Ainsi, ne peut invoquer utilement la légitime défense, le voleur surpris en flagrant délit qui blesse le policier qui lui passe les menottes, ou qui le frappe alors qu’il tente de le maîtriser.
Concernant les agents de la force publique clairement identifiés, la thèse de l’obéissance passive semble dominer en jurisprudence ; celui qui résiste à un agent identifié ne pourra valablement soutenir la légitime défense et sera au contraire susceptible d’être poursuivi pour rébellion (ex : « attendu que les fonctionnaires de police auxquels le prévenu a été déclaré coupable d’avoir résisté agissaient dans l’exercice de leurs fonctions ; que, dès lors la résistance du demandeur avec violences et voies de fait constituait le délit de rébellion envers l’autorité publique » Crim 02/07/87).


II- / Les conditions relatives à la riposte :


La riposte doit être CONCOMITANTE à L’ATTAQUE, NECESSAIRE et MESUREE.


A. La riposte doit être concomitante à l’attaque :

Cf. I-/ B « L’agression doit être actuelle ». S’il n’y a pas simultanéité entre l’acte d’attaque et l’acte de riposte la légitime défense ne pourra utilement être soutenue.


B. La riposte doit être nécessaire :

La jurisprudence applique avec rigueur cette exigence concernant le caractère nécessaire de la riposte : la défense n’est légitime que si elle est INDISPENSABLE pour éviter les conséquences de l’agression (jurisprudence constante depuis Crim 28 mai 1937). Souvent les décisions font référence à la « nécessité absolue » de la riposte.
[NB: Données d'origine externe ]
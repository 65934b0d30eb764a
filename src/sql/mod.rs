//! SQL text generation
//!
//! This module holds the pure parts of the DAO: statement skeletons,
//! the filter chain that renders `WHERE` clauses, and the parameter
//! naming rules shared by both.

pub mod params;
pub mod plan;
pub mod predicate;
pub mod statement;

pub use params::{ParamNaming, Params, PlaceholderStyle, PARAM_PREFIX};
pub use plan::{FilterStep, Operator};
pub use predicate::{Comparator, Connector, Filter, FilterChain, FilterValue, WhereClause};
pub use statement::StatementBuilder;
#![allow(dead_code)]

use anyhow::{anyhow, Result};
use sql_dao::{Executor, Params, Record, WriteOutcome};
use std::collections::VecDeque;

/// One call the DAO made against the executor
#[derive(Debug, Clone, PartialEq)]
pub enum Call {
    Execute(String, Params),
    Write(String, Params),
    Many(String, Vec<Params>),
    Commit,
}

/// In-memory executor that records every call and replays canned results
#[derive(Default)]
pub struct RecordingExecutor {
    pub calls: Vec<Call>,
    reads: VecDeque<Result<Vec<Record>>>,
    writes: VecDeque<WriteOutcome>,
    /// Rows returned for `SHOW KEYS`, independent of the read queue
    pub key_rows: Vec<Record>,
}

impl RecordingExecutor {
    pub fn new() -> Self {
        Self::default()
    }

    pub fn with_key(key: &str) -> Self {
        Self {
            key_rows: vec![Record::new()
                .with("Table", "users")
                .with("Non_unique", 0)
                .with("Key_name", "PRIMARY")
                .with("Column_name", key)],
            ..Self::default()
        }
    }

    pub fn push_rows(&mut self, rows: Vec<Record>) {
        self.reads.push_back(Ok(rows));
    }

    pub fn push_read_error(&mut self, message: &str) {
        self.reads.push_back(Err(anyhow!(message.to_string())));
    }

    pub fn push_write(&mut self, last_insert_id: Option<i64>, affected_rows: u64) {
        self.writes.push_back(WriteOutcome {
            last_insert_id,
            affected_rows,
        });
    }

    pub fn reads(&self) -> usize {
        self.calls
            .iter()
            .filter(|c| matches!(c, Call::Execute(..)))
            .count()
    }

    pub fn commits(&self) -> usize {
        self.calls.iter().filter(|c| matches!(c, Call::Commit)).count()
    }
}

impl Executor for RecordingExecutor {
    fn execute(&mut self, sql: &str, params: &Params) -> Result<Vec<Record>> {
        self.calls.push(Call::Execute(sql.to_string(), params.clone()));
        if sql.starts_with("SHOW KEYS") {
            return Ok(self.key_rows.clone());
        }
        self.reads.pop_front().unwrap_or_else(|| Ok(Vec::new()))
    }

    fn execute_write(&mut self, sql: &str, params: &Params) -> Result<WriteOutcome> {
        self.calls.push(Call::Write(sql.to_string(), params.clone()));
        Ok(self.writes.pop_front().unwrap_or_default())
    }

    fn execute_many(&mut self, sql: &str, rows: &[Params]) -> Result<WriteOutcome> {
        self.calls.push(Call::Many(sql.to_string(), rows.to_vec()));
        Ok(self.writes.pop_front().unwrap_or_default())
    }

    fn commit(&mut self) -> Result<()> {
        self.calls.push(Call::Commit);
        Ok(())
    }
}

pub fn user(id: i64, name: &str) -> Record {
    Record::new().with("id", id).with("name", name)
}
Cet élément sera recherché avec d’autant plus de rigueur s’agissant de représentants de la force publique.


C. La riposte doit être mesurée :

La riposte ne doit pas excéder la mesure de la résistance suffisante pour arrêter l’agression.
Le Code Pénal vise séparément la défense des personnes et la défense des biens ; l’exigence de mesure étant encore plus importante pour la seconde que pour la première. La légitime défense des biens ne justifiera jamais un homicide.
Par ailleurs, si pour la légitime défense des personnes la loi fait peser la charge de la preuve sur le Ministère Public, pour la légitime défense des biens, la preuve de la proportionnalité revient à celui qui invoque le fait justificatif.
Le juge va envisager à la fois le moyen employé pour la riposte ET le préjudice causé à l’agresseur. Il suffit que l’un ou l’autre soit excessif pour que le jeu de la légitime défense soit écarté.


Les cas privilégiés de légitime défense
(article 122-6 du Code Pénal )


Dans les deux hypothèses prévues à l’article 122-6 du Code Pénal (repousser celui qui pénètre de nuit, par effraction, violence ou ruse dans un lieu habité et se défendre contre les auteurs de vols ou de pillages exécutés avec violence), celui qui a réagi par la violence n’aura pas à prouver que les conditions de la légitime défense se trouvaient bien réunis au moment de son acte ; il est présumé avoir agi en état de légitime défense.